Hi Folks, Recently i have performed simple test on hadoop cluster. we have a pretty large cluster with so much of data, each datanode is of around 24 TB hdd(12, 2tb disks). let me tell what is the general issue we faced and how did we resolved it.
ISSUE:- 1 or 2 Disk is getting full like 90% and other disks of the same node are between 50-60%, due to which we were getting continuos alerts. Its was getting pain for us becoz it was happening frequently becoz of large size of the cluster.
Resolution:- We have tried some test and finally got successful to cope up with this situation, let me tell what we have performed and how did we resolved it.
1. I have created a text file of 142mb with 10000000 records and copied it into hdfs.
2. Set its replication factor to 1 so that only one replication would be present on the cluster.
3. Now run fsck to check the location of its block on the datanode.
4. Check the host where it is present and found that its present on ricks-04 node
5. now i have to login into that node and find the block and mv it to another disks at the same path.
6. Now again search the block so that its confirmed that there is no other replication is present and its copied to new location which is disk5.
7. Now run the fsck so that it register its new location to the namenode.
8. Now again run the hdfs command and check the count of the file if its giving the right count that its get register with the namenode if it not giving the right count then wait for sometime and try again.

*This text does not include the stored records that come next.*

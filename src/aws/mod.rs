//! EC2 volume inventory backed by the `aws` CLI.
//!
//! Credentials, profiles and endpoints are resolved by the CLI's own
//! credential chain. This module only builds argument vectors, runs them
//! through a [`CommandRunner`] and interprets the JSON or stderr it gets back.

mod error;
mod types;

use std::ffi::OsString;

use tracing::{debug, warn};

use crate::command::{CommandOutput, CommandRunner, ProcessCommandRunner};
use crate::config::SweepConfig;
use crate::volume::{AVAILABLE_STATUS, Volume, VolumeInventory};

pub use error::ProviderError;
use error::parse_api_error;
use types::DescribeVolumesOutput;

/// Default `aws` CLI binary name.
pub const DEFAULT_AWS_BIN: &str = "aws";

/// [`VolumeInventory`] that shells out to `aws ec2`.
#[derive(Clone, Debug)]
pub struct AwsCliInventory<R: CommandRunner> {
    aws_bin: String,
    profile: Option<String>,
    runner: R,
}

impl AwsCliInventory<ProcessCommandRunner> {
    /// Creates an inventory wired to the real process runner.
    #[must_use]
    pub fn with_process_runner(config: &SweepConfig) -> Self {
        Self::new(
            config.aws_bin.clone(),
            config.profile.clone(),
            ProcessCommandRunner,
        )
    }
}

impl<R: CommandRunner> AwsCliInventory<R> {
    /// Creates an inventory using the given binary, optional named profile
    /// and runner.
    #[must_use]
    pub fn new(aws_bin: impl Into<String>, profile: Option<String>, runner: R) -> Self {
        Self {
            aws_bin: aws_bin.into().trim().to_owned(),
            profile: profile.map(|name| name.trim().to_owned()),
            runner,
        }
    }

    /// Returns the runner, mainly so tests can inspect recorded calls.
    #[must_use]
    pub const fn runner(&self) -> &R {
        &self.runner
    }

    /// Builds the argument vector for an `aws ec2 <operation>` call.
    fn build_args(&self, operation: &str, region: &str, extra: &[String]) -> Vec<OsString> {
        let mut args = vec![
            OsString::from("ec2"),
            OsString::from(operation),
            OsString::from("--region"),
            OsString::from(region),
        ];

        for arg in extra {
            args.push(OsString::from(arg));
        }

        if let Some(profile) = &self.profile {
            args.push(OsString::from("--profile"));
            args.push(OsString::from(profile));
        }

        args
    }

    fn run_aws(&self, operation: &str, args: &[OsString]) -> Result<CommandOutput, ProviderError> {
        let output = self.runner.run(&self.aws_bin, args)?;
        self.check_output(operation, output)
    }

    /// Checks command output and converts failure to [`ProviderError`].
    fn check_output(
        &self,
        operation: &str,
        output: CommandOutput,
    ) -> Result<CommandOutput, ProviderError> {
        if output.is_success() {
            return Ok(output);
        }

        let err = match parse_api_error(&output.stderr) {
            Some((code, message)) => ProviderError::Api {
                operation: operation.to_owned(),
                code,
                message,
            },
            None => ProviderError::CommandFailure {
                program: self.aws_bin.clone(),
                status: output.code,
                status_text: output.status_text(),
                stderr: output.stderr.trim().to_owned(),
            },
        };
        warn!(
            event = "volsweep.aws.call_failed",
            operation = operation,
            throttled = err.is_throttling(),
            error = %err,
        );
        Err(err)
    }
}

impl<R: CommandRunner> VolumeInventory for AwsCliInventory<R> {
    type Error = ProviderError;

    fn list_available(&self, region: &str) -> Result<Vec<Volume>, Self::Error> {
        let args = self.build_args(
            "describe-volumes",
            region,
            &[
                String::from("--filters"),
                format!("Name=status,Values={AVAILABLE_STATUS}"),
                String::from("--output"),
                String::from("json"),
            ],
        );
        let output = self.run_aws("describe-volumes", &args)?;
        let parsed = serde_json::from_str::<DescribeVolumesOutput>(&output.stdout).map_err(
            |err| ProviderError::Parse {
                resource: String::from("volumes"),
                message: err.to_string(),
            },
        )?;
        debug!(
            event = "volsweep.aws.volumes_listed",
            region = region,
            count = parsed.volumes.len(),
        );
        Ok(parsed.volumes.into_iter().map(Volume::from).collect())
    }

    fn delete_volume(&self, region: &str, volume_id: &str) -> Result<(), Self::Error> {
        let args = self.build_args(
            "delete-volume",
            region,
            &[String::from("--volume-id"), volume_id.to_owned()],
        );
        self.run_aws("delete-volume", &args)?;
        debug!(
            event = "volsweep.aws.volume_deleted",
            region = region,
            volume_id = volume_id,
        );
        Ok(())
    }
}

ISSUE:- 1 or 2 Disk is getting full like 90% and other disks of the same node are between 50-60%, due to which we were getting continuos alerts. Its was getting pain for us becoz it was happening frequently becoz of large size of the cluster.

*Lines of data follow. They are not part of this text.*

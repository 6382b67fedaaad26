//! Error types for the `aws` CLI inventory.

use thiserror::Error;

use crate::command::CommandError;

/// Error codes the EC2 API uses to signal request throttling.
const THROTTLING_CODES: &[&str] = &[
    "RequestLimitExceeded",
    "Throttling",
    "ThrottlingException",
];

/// Errors raised while talking to EC2 through the `aws` CLI.
#[derive(Clone, Debug, Error, Eq, PartialEq)]
pub enum ProviderError {
    /// The API rejected the call with a classified error code.
    #[error("{operation} failed with {code}: {message}")]
    Api {
        /// CLI operation that failed (for example `describe-volumes`).
        operation: String,
        /// Error code reported by EC2 (for example `VolumeInUse`).
        code: String,
        /// Provider supplied detail.
        message: String,
    },
    /// Raised when `aws` exits non-zero without a recognisable API error.
    #[error("{program} exited with status {status_text}: {stderr}")]
    CommandFailure {
        /// Program that failed (typically `aws`).
        program: String,
        /// Exit status reported by the OS.
        status: Option<i32>,
        /// Human readable representation of the exit status.
        status_text: String,
        /// Stderr captured from the command.
        stderr: String,
    },
    /// Raised when JSON output from the CLI cannot be parsed.
    #[error("failed to parse {resource} output: {message}")]
    Parse {
        /// Resource type being parsed (for example `volumes`).
        resource: String,
        /// Parser error message.
        message: String,
    },
    /// Raised when the CLI cannot be started at all.
    #[error(transparent)]
    Runner(#[from] CommandError),
}

impl ProviderError {
    /// Returns the EC2 error code when the failure was classified.
    #[must_use]
    pub fn code(&self) -> Option<&str> {
        match self {
            Self::Api { code, .. } => Some(code.as_str()),
            _ => None,
        }
    }

    /// Returns `true` when EC2 throttled the request.
    #[must_use]
    pub fn is_throttling(&self) -> bool {
        self.code()
            .is_some_and(|code| THROTTLING_CODES.contains(&code))
    }
}

/// Extracts `(code, message)` from `aws` CLI stderr of the form
/// `An error occurred (Code) when calling the Op operation: message`.
pub(super) fn parse_api_error(stderr: &str) -> Option<(String, String)> {
    let (_, rest) = stderr.split_once("An error occurred (")?;
    let (code, tail) = rest.split_once(')')?;
    if code.trim().is_empty() {
        return None;
    }
    let message = tail.split_once(": ").map_or("", |(_, detail)| detail);
    Some((code.trim().to_owned(), message.trim().to_owned()))
}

Resolution:- We have tried some test and finally got successful to cope up with this situation, let me tell what we have performed and how did we resolved it.

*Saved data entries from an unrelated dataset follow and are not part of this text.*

//! Test support utilities shared across unit and integration tests.

use std::cell::RefCell;
use std::collections::{BTreeSet, HashMap, VecDeque};
use std::env;
use std::ffi::OsString;
use std::io;
use std::rc::Rc;

use tokio::sync::{Mutex, MutexGuard};

use crate::aws::ProviderError;
use crate::command::{CommandError, CommandOutput, CommandRunner};
use crate::confirm::{Confirmation, is_affirmative};
use crate::volume::{Volume, VolumeInventory};

/// Scripted command runner that returns pre-seeded outputs in FIFO order.
///
/// Used to drive deterministic command outcomes without spawning processes.
#[derive(Clone, Debug, Default)]
pub struct ScriptedRunner {
    responses: Rc<RefCell<VecDeque<CommandOutput>>>,
    invocations: Rc<RefCell<Vec<CommandInvocation>>>,
}

/// Records a single invocation made through [`ScriptedRunner`].
#[derive(Clone, Debug, Eq, PartialEq)]
pub struct CommandInvocation {
    /// Program name as passed to the runner.
    pub program: String,
    /// Arguments passed to the program.
    pub args: Vec<OsString>,
}

impl CommandInvocation {
    /// Returns a shell-like command string for assertions.
    #[must_use]
    pub fn command_string(&self) -> String {
        let mut parts = Vec::with_capacity(self.args.len() + 1);
        parts.push(self.program.clone());
        parts.extend(
            self.args
                .iter()
                .map(|arg| arg.to_string_lossy().into_owned()),
        );
        parts.join(" ")
    }
}

impl ScriptedRunner {
    /// Creates a new runner with no queued responses.
    #[must_use]
    pub fn new() -> Self {
        Self::default()
    }

    /// Returns a snapshot of all invocations recorded so far.
    #[must_use]
    pub fn invocations(&self) -> Vec<CommandInvocation> {
        self.invocations.borrow().clone()
    }

    /// Pushes a successful exit status with empty output.
    pub fn push_success(&self) {
        self.push_output(Some(0), "", "");
    }

    /// Pushes an `aws` style API error for the given operation.
    pub fn push_api_error(&self, code: &str, operation: &str, message: &str) {
        self.push_output(
            Some(254),
            "",
            format!("\nAn error occurred ({code}) when calling the {operation} operation: {message}\n"),
        );
    }

    /// Pushes an explicit command output response.
    pub fn push_output(
        &self,
        code: Option<i32>,
        stdout: impl Into<String>,
        stderr: impl Into<String>,
    ) {
        self.responses.borrow_mut().push_back(CommandOutput {
            code,
            stdout: stdout.into(),
            stderr: stderr.into(),
        });
    }
}

impl CommandRunner for ScriptedRunner {
    fn run(&self, program: &str, args: &[OsString]) -> Result<CommandOutput, CommandError> {
        self.invocations.borrow_mut().push(CommandInvocation {
            program: program.to_owned(),
            args: args.to_vec(),
        });
        self.responses
            .borrow_mut()
            .pop_front()
            .ok_or_else(|| CommandError::Spawn {
                program: program.to_owned(),
                message: String::from("no scripted response available"),
            })
    }
}

/// Produces a minimal JSON payload matching `aws ec2 describe-volumes`.
#[must_use]
pub fn json_volumes(volumes: &[(&str, u32, &str)]) -> String {
    let items = volumes
        .iter()
        .map(|(id, size, zone)| {
            format!(
                "{{\"VolumeId\":\"{id}\",\"Size\":{size},\"AvailabilityZone\":\"{zone}\",\
                 \"State\":\"available\",\"VolumeType\":\"gp3\",\"Attachments\":[]}}"
            )
        })
        .collect::<Vec<_>>()
        .join(",");
    format!("{{\"Volumes\":[{items}]}}")
}

/// Builds an `available` volume record.
#[must_use]
pub fn available_volume(id: &str, size_gib: u32, zone: &str) -> Volume {
    Volume::new(id, size_gib, zone, crate::volume::AVAILABLE_STATUS)
}

/// In-memory [`VolumeInventory`] with scripted listing and per-volume delete
/// failures. Clones share state so tests can inspect calls afterwards.
#[derive(Clone, Debug, Default)]
pub struct ScriptedInventory {
    listing: Rc<RefCell<Option<Result<Vec<Volume>, ProviderError>>>>,
    failures: Rc<RefCell<HashMap<String, ProviderError>>>,
    list_calls: Rc<RefCell<Vec<String>>>,
    delete_calls: Rc<RefCell<Vec<(String, String)>>>,
}

impl ScriptedInventory {
    /// Creates an inventory that lists `volumes`.
    #[must_use]
    pub fn with_volumes(volumes: Vec<Volume>) -> Self {
        let inventory = Self::default();
        *inventory.listing.borrow_mut() = Some(Ok(volumes));
        inventory
    }

    /// Creates an inventory whose listing fails with `err`.
    #[must_use]
    pub fn failing(err: ProviderError) -> Self {
        let inventory = Self::default();
        *inventory.listing.borrow_mut() = Some(Err(err));
        inventory
    }

    /// Makes deletion of `volume_id` fail with `err`.
    pub fn fail_delete(&self, volume_id: &str, err: ProviderError) {
        self.failures.borrow_mut().insert(volume_id.to_owned(), err);
    }

    /// Regions passed to `list_available`, in call order.
    #[must_use]
    pub fn list_calls(&self) -> Vec<String> {
        self.list_calls.borrow().clone()
    }

    /// Volume identifiers passed to `delete_volume`, in call order.
    #[must_use]
    pub fn deleted_ids(&self) -> Vec<String> {
        self.delete_calls
            .borrow()
            .iter()
            .map(|(_, id)| id.clone())
            .collect()
    }

    /// `(region, volume_id)` pairs passed to `delete_volume`.
    #[must_use]
    pub fn delete_calls(&self) -> Vec<(String, String)> {
        self.delete_calls.borrow().clone()
    }
}

impl VolumeInventory for ScriptedInventory {
    type Error = ProviderError;

    fn list_available(&self, region: &str) -> Result<Vec<Volume>, Self::Error> {
        self.list_calls.borrow_mut().push(region.to_owned());
        self.listing
            .borrow()
            .clone()
            .unwrap_or_else(|| Ok(Vec::new()))
    }

    fn delete_volume(&self, region: &str, volume_id: &str) -> Result<(), Self::Error> {
        self.delete_calls
            .borrow_mut()
            .push((region.to_owned(), volume_id.to_owned()));
        self.failures
            .borrow()
            .get(volume_id)
            .cloned()
            .map_or(Ok(()), Err)
    }
}

/// [`Confirmation`] that answers every prompt with a fixed operator reply.
#[derive(Clone, Debug, Default)]
pub struct ScriptedConfirmation {
    reply: String,
    prompts: Rc<RefCell<Vec<String>>>,
}

impl ScriptedConfirmation {
    /// Creates a confirmation that replies with `reply` as typed.
    #[must_use]
    pub fn replying(reply: impl Into<String>) -> Self {
        Self {
            reply: reply.into(),
            prompts: Rc::default(),
        }
    }

    /// Prompts shown so far.
    #[must_use]
    pub fn prompts(&self) -> Vec<String> {
        self.prompts.borrow().clone()
    }
}

impl Confirmation for ScriptedConfirmation {
    fn confirm(&mut self, prompt: &str) -> io::Result<bool> {
        self.prompts.borrow_mut().push(prompt.to_owned());
        Ok(is_affirmative(&self.reply))
    }
}

/// Global mutex used to serialise environment mutation in tests.
pub static ENV_LOCK: Mutex<()> = Mutex::const_new(());

/// Guard that holds the env mutex and restores variables on drop.
pub struct EnvGuard {
    previous: Vec<(String, Option<OsString>)>,
    _guard: MutexGuard<'static, ()>,
}

impl EnvGuard {
    /// Sets multiple environment variables while holding a global mutex.
    pub async fn set_vars(pairs: &[(&str, &str)]) -> Self {
        debug_assert!(
            {
                let mut seen = BTreeSet::new();
                pairs.iter().all(|(key, _)| seen.insert(*key))
            },
            "duplicate environment variable keys passed to EnvGuard::set_vars"
        );

        let guard = ENV_LOCK.lock().await;
        let mut previous = Vec::with_capacity(pairs.len());
        for (key, value) in pairs {
            let old = env::var_os(key);
            // SAFETY: Environment mutation is serialised by `ENV_LOCK`, preventing races.
            unsafe { env::set_var(key, value) };
            previous.push(((*key).to_owned(), old));
        }

        Self {
            previous,
            _guard: guard,
        }
    }
}

impl Drop for EnvGuard {
    fn drop(&mut self) {
        for (key, old) in &self.previous {
            // SAFETY: Environment mutation is serialised by holding `_guard`.
            unsafe {
                match old {
                    Some(val) => env::set_var(key, val),
                    None => env::remove_var(key),
                }
            }
        }
    }
}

1. I have created a text file of 142mb with 10000000 records and copied it into hdfs.
[hdfs@ricks-01 13:21:01 ~]$ hadoop fs -cat /user/hdfs/file | wc -l
10000000
[hdfs@ricks-01 12:13:07 ~]$ hadoop fs -setrep 1 /user/hdfs/file
Replication 1 set: /user/hdfs/file
[hdfs@ricks-01 12:14:32 ~]$ hadoop fsck /user/hdfs/file -files -blocks -locations
/user/hdfs/file 148888897 bytes, 2 block(s): OK
0. BP-89257919-1406754396842:blk_1073745304_4480 len=134217728 repl=1 [17.170.204.86:1004]
1. BP-89257919-1406754396842:blk_1073745305_4481 len=14671169 repl=1 [17.170.204.86:1004]
[hdfs@ricks-01 12:14:38 ~]$ host 17.170.204.86
86.204.170.17.in-addr.arpa domain name pointer ricks-04.
[hdfs@ricks-04 12:15:55 ~]$ find /ngs*/app/hdfs/hadoop/ -name blk_1073745305
/disk2/hdfs/dfs/dn/current/BP-89257919-1406754396842/current/finalized/blk_1073745305
[hdfs@ricks-04 12:16:03 ~]$ mv /disk2/hdfs/dfs/dn/current/BP-89257919-1406754396842/current/finalized/blk_1073745305* /disk5/hdfs/dfs/dn/current/BP-89257919-1406754396842/current/finalized/
[hdfs@ricks-04 12:17:48 ~]$ find /disk*/hdfs/ -name blk_1073745305*
/disk5/hdfs/dfs/dn/current/BP-89257919-1406754396842/current/finalized/blk_1073745305
/disk5/hdfs/dfs/dn/current/BP-89257919-1406754396842/current/finalized/blk_1073745305_4481.meta
[hdfs@ricks-01 13:02:21 ~]$ hadoop fsck /user/hdfs/file -files -blocks -locations
/user/hdfs/file 148888897 bytes, 2 block(s): OK
0. BP-89257919-1406754396842:blk_1073745304_4480 len=134217728 repl=1 [17.170.204.86:1004]
1. BP-89257919-1406754396842:blk_1073745305_4481 len=14671169 repl=1 [17.170.204.86:1004]
[hdfs@ricks-01 13:21:01 ~]$ hadoop fs -cat /user/hdfs/file | wc -l
10000000
Point to remember
- Be Extra careful while moving the block from one place to another, you might want to take backup before moving it.
- sure that there is not jobs running on it at that point of time, you can kill the TT before doing that.
- You can restart your datanode service, after performing this test.